16/11/2014

No princípio foi Valdepero (Pedro Sevylla de Juana/ parte 2)

Las mulas francesas, los machos
burreños y los asnos: actores secundarios,
compartían cuadra, pesebres contiguos,
paja de trigo y granos de cebada.
El cerdo, trece arrobas de compromiso,
engordaba a ojos vistas con harinas
densas y unos pocos cuidados.

Liebres, raposos, pardales, tordos,
pigazos, encinas, chopos, barbechos,
trigales encañados, amapolas, mielgas
matacandiles de flor amarilla,
cielo azul y blanco:
ahí tenéis mi acuarela, digo
a los nietos: mi dibujo grabado al fuego,
al ácido sobre la memoria arrugada.

Confites y bautizos, bodas de tres días:
la alegría henchía el pecho en cualquier
ocupación, repitiendo la boca
unas canciones oídas en la radio de válvulas.
El calendario venía salpicado de fiestas:
vírgenes y santos, cofradías, dulzaina,
pasodobles, pasacalles,
meriendas de lechazo, tortas de jerejitos,
Matar la Vieja, celebrando el hecho de
encontrar vivas un año más a las ancianas,
y el tan esperado día de las Rosquillas.

Enmudecieron él órgano de la iglesia:
hasta callado, hermoso.
Nos quitaron su música abierta
ladrones anónimos, pesadilla
sufrida en mis noches inquietas.

Enseñanza y ejemplo, el bien y el mal
torcían los caprichos y guiaban el paso.
Don Roque Mediavilla, el maestro; y el cura don Jesús
Fernández Pinacho, salieron a despedirme
cuando partía yo hacia el internado,
tres de octubre 1955, de imposible olvido.
Colchón sobre el carro de varas,
portaplumas lleno, cartera de piel, incer-
tidumbre, colegio de la salle, recelo.
Patio, torreón, dormitorio y clases:
allí, tiempo y espacio, empezó mi exilio.

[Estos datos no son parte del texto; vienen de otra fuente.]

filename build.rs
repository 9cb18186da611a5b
fn main() {
    // Generate the onnx protobuf files
    protobuf_codegen::Codegen::new()
        .pure()
        .includes(["src"])
        .input("src/protos/onnx.proto")
        .cargo_out_dir("onnx-protos")
        .run_from_script();
}
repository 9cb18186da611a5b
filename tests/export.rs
use std::collections::HashMap;
use std::fs::File;
use std::io::Write;
use std::path::{Path, PathBuf};

use protobuf::Message;

use onnx_export::protos::{tensor_shape_proto::dimension, ModelProto};
use onnx_export::tensor::activation;
use onnx_export::{generate, Tensor};

const SAMPLE: &str = r#"{"input_data": [[-1.0, 0.0, 1.0, 2.0]]}"#;

fn write_input(dir: &Path, contents: &str) -> PathBuf {
    let path = dir.join("input.json");
    let mut file = File::create(&path).unwrap();
    file.write_all(contents.as_bytes()).unwrap();
    path
}

fn generate_sample(dir: &Path) -> ModelProto {
    let input_path = write_input(dir, SAMPLE);
    let output_path = dir.join("network.onnx");
    generate(&input_path, &output_path).unwrap();

    let bytes = std::fs::read(&output_path).unwrap();
    ModelProto::parse_from_bytes(&bytes).unwrap()
}

#[test]
fn exported_model_has_single_exact_gelu_node() {
    let dir = tempfile::tempdir().unwrap();
    let model = generate_sample(dir.path());
    let graph = model.graph.as_ref().unwrap();

    assert_eq!(graph.node.len(), 1);
    let node = &graph.node[0];
    assert_eq!(node.op_type, "Gelu");
    assert_eq!(node.input, vec!["input".to_string()]);
    assert_eq!(node.output, vec!["output".to_string()]);

    let approximate = node
        .attribute
        .iter()
        .find(|attr| attr.name == "approximate")
        .expect("approximate attribute");
    assert_eq!(approximate.s, b"none".to_vec());

    // No learned parameters exist, so the embedded set is empty.
    assert!(graph.initializer.is_empty());
    assert_eq!(model.opset_import[0].version, 20);
}

#[test]
fn both_endpoints_declare_dynamic_batch_axis() {
    let dir = tempfile::tempdir().unwrap();
    let model = generate_sample(dir.path());
    let graph = model.graph.as_ref().unwrap();

    assert_eq!(graph.input.len(), 1);
    assert_eq!(graph.input[0].name, "input");
    assert_eq!(graph.output.len(), 1);
    assert_eq!(graph.output[0].name, "output");

    for endpoint in graph.input.iter().chain(graph.output.iter()) {
        let dims = &endpoint.type_.as_ref().unwrap().tensor_type().shape.dim;
        assert_eq!(dims.len(), 1, "{} should stay rank 1", endpoint.name);
        assert_eq!(
            dims[0].value,
            Some(dimension::Value::DimParam("batch_size".to_string())),
            "axis 0 of {} should be the batch_size dynamic axis",
            endpoint.name
        );
    }
}

#[test]
fn exporting_twice_is_deterministic() {
    let dir = tempfile::tempdir().unwrap();
    let input_path = write_input(dir.path(), SAMPLE);

    let first_path = dir.path().join("first.onnx");
    let second_path = dir.path().join("second.onnx");
    generate(&input_path, &first_path).unwrap();
    generate(&input_path, &second_path).unwrap();

    let first = ModelProto::parse_from_bytes(&std::fs::read(&first_path).unwrap()).unwrap();
    let second = ModelProto::parse_from_bytes(&std::fs::read(&second_path).unwrap()).unwrap();
    assert_eq!(first, second);
}

#[test]
fn export_overwrites_existing_output() {
    let dir = tempfile::tempdir().unwrap();
    let input_path = write_input(dir.path(), SAMPLE);
    let output_path = dir.path().join("network.onnx");
    std::fs::write(&output_path, b"stale").unwrap();

    generate(&input_path, &output_path).unwrap();

    let bytes = std::fs::read(&output_path).unwrap();
    assert!(ModelProto::parse_from_bytes(&bytes).is_ok());
}

#[test]
fn missing_input_file_fails_without_producing_output() {
    let dir = tempfile::tempdir().unwrap();
    let output_path = dir.path().join("network.onnx");

    let result = generate(&dir.path().join("input.json"), &output_path);

    assert!(result.is_err());
    assert!(!output_path.exists());
}

#[test]
fn malformed_input_fails_without_producing_output() {
    let dir = tempfile::tempdir().unwrap();
    let input_path = write_input(dir.path(), r#"{"input_data": "not-an-array"}"#);
    let output_path = dir.path().join("network.onnx");

    let result = generate(&input_path, &output_path);

    assert!(result.is_err());
    assert!(!output_path.exists());
}

#[test]
fn traced_operation_matches_exact_gelu_values() {
    // The exported graph holds a single Gelu node, so the model's semantics
    // are those of the eager kernel; check it against the reference values.
    let input = Tensor::from_vec(vec![-1.0, 0.0, 1.0, 2.0]);
    let output = activation::gelu(&input);

    let expected = [-0.1587, 0.0, 0.8413, 1.9545];
    for (actual, expected) in output.data.iter().zip(expected.iter()) {
        assert!(
            (actual - expected).abs() < 1e-4,
            "expected {expected}, got {actual}"
        );
    }
}

#[test]
fn renamed_endpoints_and_axes_follow_the_config() {
    use onnx_export::nn::Gelu;
    use onnx_export::{export, ExportConfig};

    let dir = tempfile::tempdir().unwrap();
    let output_path = dir.path().join("custom.onnx");
    let config = ExportConfig {
        input_names: vec!["tokens".to_string()],
        output_names: vec!["activations".to_string()],
        dynamic_axes: HashMap::from([(
            "tokens".to_string(),
            HashMap::from([(0, "seq_len".to_string())]),
        )]),
        ..ExportConfig::default()
    };

    export(
        &Gelu::new(),
        &Tensor::new(vec![0.0; 6], vec![2, 3]).unwrap(),
        &output_path,
        &config,
    )
    .unwrap();

    let model = ModelProto::parse_from_bytes(&std::fs::read(&output_path).unwrap()).unwrap();
    let graph = model.graph.as_ref().unwrap();
    assert_eq!(graph.input[0].name, "tokens");
    assert_eq!(graph.output[0].name, "activations");

    let input_dims = &graph.input[0].type_.as_ref().unwrap().tensor_type().shape.dim;
    assert_eq!(
        input_dims[0].value,
        Some(dimension::Value::DimParam("seq_len".to_string()))
    );
    assert_eq!(input_dims[1].value, Some(dimension::Value::DimValue(3)));

    // The output keeps its traced static shape: no dynamic axis was declared.
    let output_dims = &graph.output[0].type_.as_ref().unwrap().tensor_type().shape.dim;
    assert_eq!(output_dims[0].value, Some(dimension::Value::DimValue(2)));
}
use std::path::Path;
use std::process;

use log::error;

fn main() {
    env_logger::init();
    if let Err(err) = onnx_export::generate(Path::new("input.json"), Path::new("network.onnx")) {
        error!("{err}");
        process::exit(1);
    }
}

Era, en la reiterada evocación, Valdepero
un espacio de infranqueables bordes
un nido protector y protegido
la vida renovándose
en cauces terciados de contingencias.
Era el desarrollo de destrezas humildes:
labrar profundos los barbechos,
sembrar evitando la maleza, roturar
baldíos, comprar tierras, incrementar
las propiedades para hacer de los hijos
nuevos labradores, dependientes,
también, del cielo: agua o sequía,
pedrisco, centellas incendiarias;
y la venta del grano a precio conveniente.

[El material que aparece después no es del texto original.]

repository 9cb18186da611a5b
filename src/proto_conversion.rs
use protobuf::{Enum, EnumOrUnknown, MessageField};

use crate::export::ExportConfig;
use crate::ir::{
    ArgType, Argument, AttributeValue, Data, ElementType, Node, OnnxGraph, TensorData,
};
use crate::protos::{
    attribute_proto::AttributeType, tensor_proto::DataType, tensor_shape_proto::dimension,
    tensor_shape_proto::Dimension, type_proto, AttributeProto, GraphProto, ModelProto, NodeProto,
    OperatorSetIdProto, TensorProto, TensorShapeProto, TypeProto, ValueInfoProto,
};

/// ONNX IR version written into exported models. Version 9 covers opset 20.
const IR_VERSION: i64 = 9;

/// Convert an element type to the ONNX protobuf data type code.
fn element_type_to_proto(elem_type: ElementType) -> i32 {
    match elem_type {
        ElementType::Float32 => DataType::FLOAT.value(),
        ElementType::Float64 => DataType::DOUBLE.value(),
        ElementType::Int32 => DataType::INT32.value(),
        ElementType::Int64 => DataType::INT64.value(),
        ElementType::Bool => DataType::BOOL.value(),
    }
}

/// Convert tensor data to an ONNX initializer/attribute tensor.
fn tensor_data_to_proto(name: &str, data: &TensorData) -> TensorProto {
    let mut proto = TensorProto::new();
    proto.name = name.to_string();
    proto.dims = data.shape.iter().map(|&d| d as i64).collect();
    proto.data_type = element_type_to_proto(data.elem_type());
    match &data.data {
        Data::Float32s(values) => proto.float_data = values.clone(),
        Data::Int64s(values) => proto.int64_data = values.clone(),
    }
    proto
}

/// Convert a graph endpoint to a `ValueInfoProto`, declaring the axes named
/// in `dynamic_axes` as symbolic `dim_param` dimensions instead of the fixed
/// sizes recorded at trace time.
fn argument_to_value_info(arg: &Argument, config: &ExportConfig) -> ValueInfoProto {
    let dynamic = config.dynamic_axes.get(&arg.name);

    let mut tensor = type_proto::Tensor::new();
    tensor.elem_type = element_type_to_proto(arg.ty.elem_type());

    if let ArgType::Tensor(tensor_ty) = &arg.ty {
        let mut shape = TensorShapeProto::new();
        for axis in 0..tensor_ty.rank {
            let mut dim = Dimension::new();
            if let Some(param) = dynamic.and_then(|axes| axes.get(&axis)) {
                dim.value = Some(dimension::Value::DimParam(param.clone()));
            } else if let Some(static_shape) = &tensor_ty.static_shape {
                dim.value = Some(dimension::Value::DimValue(static_shape[axis] as i64));
            }
            shape.dim.push(dim);
        }
        tensor.shape = MessageField::some(shape);
    }

    let mut ty = TypeProto::new();
    ty.value = Some(type_proto::Value::TensorType(tensor));

    let mut info = ValueInfoProto::new();
    info.name = arg.name.clone();
    info.type_ = MessageField::some(ty);
    info
}

fn attribute_to_proto(name: &str, value: &AttributeValue) -> AttributeProto {
    let mut proto = AttributeProto::new();
    proto.name = name.to_string();
    match value {
        AttributeValue::Float32(v) => {
            proto.type_ = EnumOrUnknown::new(AttributeType::FLOAT);
            proto.f = *v;
        }
        AttributeValue::Int64(v) => {
            proto.type_ = EnumOrUnknown::new(AttributeType::INT);
            proto.i = *v;
        }
        AttributeValue::String(v) => {
            proto.type_ = EnumOrUnknown::new(AttributeType::STRING);
            proto.s = v.as_bytes().to_vec();
        }
        AttributeValue::Tensor(v) => {
            proto.type_ = EnumOrUnknown::new(AttributeType::TENSOR);
            proto.t = MessageField::some(tensor_data_to_proto("", v));
        }
    }
    proto
}

fn node_to_proto(node: &Node) -> NodeProto {
    let mut proto = NodeProto::new();
    proto.name = node.name.clone();
    proto.op_type = node.node_type.to_string();
    proto.input = node.inputs.iter().map(|arg| arg.name.clone()).collect();
    proto.output = node.outputs.iter().map(|arg| arg.name.clone()).collect();
    // Attributes are sorted by name so repeated exports are byte-identical.
    let mut attrs: Vec<(&String, &AttributeValue)> = node.attrs.iter().collect();
    attrs.sort_by(|a, b| a.0.cmp(b.0));
    proto.attribute = attrs
        .into_iter()
        .map(|(name, value)| attribute_to_proto(name, value))
        .collect();
    proto
}

/// Convert the traced graph into a serializable ONNX model.
pub fn graph_to_model(graph: &OnnxGraph, config: &ExportConfig) -> ModelProto {
    let mut graph_proto = GraphProto::new();
    graph_proto.name = "main_graph".to_string();
    graph_proto.node = graph.nodes.iter().map(node_to_proto).collect();
    graph_proto.input = graph
        .inputs
        .iter()
        .map(|arg| argument_to_value_info(arg, config))
        .collect();
    graph_proto.output = graph
        .outputs
        .iter()
        .map(|arg| argument_to_value_info(arg, config))
        .collect();

    let mut initializers: Vec<(&String, &TensorData)> = graph.initializers.iter().collect();
    initializers.sort_by(|a, b| a.0.cmp(b.0));
    if config.export_params {
        graph_proto.initializer = initializers
            .into_iter()
            .map(|(name, data)| tensor_data_to_proto(name, data))
            .collect();
    } else {
        // Without embedded parameters the stored values become additional
        // graph inputs the consumer has to feed.
        for (name, data) in initializers {
            let arg = Argument::new(name.clone(), data.tensor_type());
            graph_proto
                .input
                .push(argument_to_value_info(&arg, config));
        }
    }

    let mut opset = OperatorSetIdProto::new();
    opset.domain = String::new();
    opset.version = config.opset_version;

    let mut model = ModelProto::new();
    model.ir_version = IR_VERSION;
    model.producer_name = env!("CARGO_PKG_NAME").to_string();
    model.producer_version = env!("CARGO_PKG_VERSION").to_string();
    model.opset_import = vec![opset];
    model.graph = MessageField::some(graph_proto);
    model
}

Nostalgia de lo captado por los sentidos
alerta: sonidos, colores, olores y sabores,
tactos. Fuerte deseo de llenar el hueco
que me incompleta y mueve a completarme:
mi añoranza es esa aspiración de regresar
a un futuro imposible, y a las vicisitudes
vividas, vívidas, que se sucedieron.
Haciendo recuento, sigo relatando,
las realidades aunadas a las fantasías,
a mis nietos, los cinco que ya tengo:
Judith, Óscar, Sergio
Adriana María y la pequeña
Naia.

Atardecer de Viernes Santo, Oficio
de Tinieblas, matracas y carracas.
Dos catervas exaltadas coincidían
en el cruce de la calle Rica con
la calle Mayor.
¿A quién buscáis? gritaba una de ellas,
respondiendo la otra: A Jésus.
¿Qué Jesús? El Nazareno.
¡Dadle fuego! Y un infierno sonoro
de golpazos y desgarros disonantes
inundaba la noche que se iba
adueñando de aleros y ventanas.

Junto a los trilleros, que paraban
en casa desde tiempo inmemorial,
personaje admirado fue Julián, el hojalatero:
componedor de sartenes, cazos y cazuelas; estañador
con quien partí, invitado yo, su mendrugo de pan
y su sardina arenque.

Buhoneros, gitanos, quincalleros,
carros de toldo, mulas secas: trotamundos
en mil rutas repetidas.
Relatos surgidos de su boca que, al entrar
por mis oídos, poblaban la cabeza
e inquietaban la mente alumbrando
la imaginación despierta.
Uno de los vales de pan -tahona de Diocle-
para que comieran, tomaba yo de la caja
de zapatos donde los guardaban mis padres.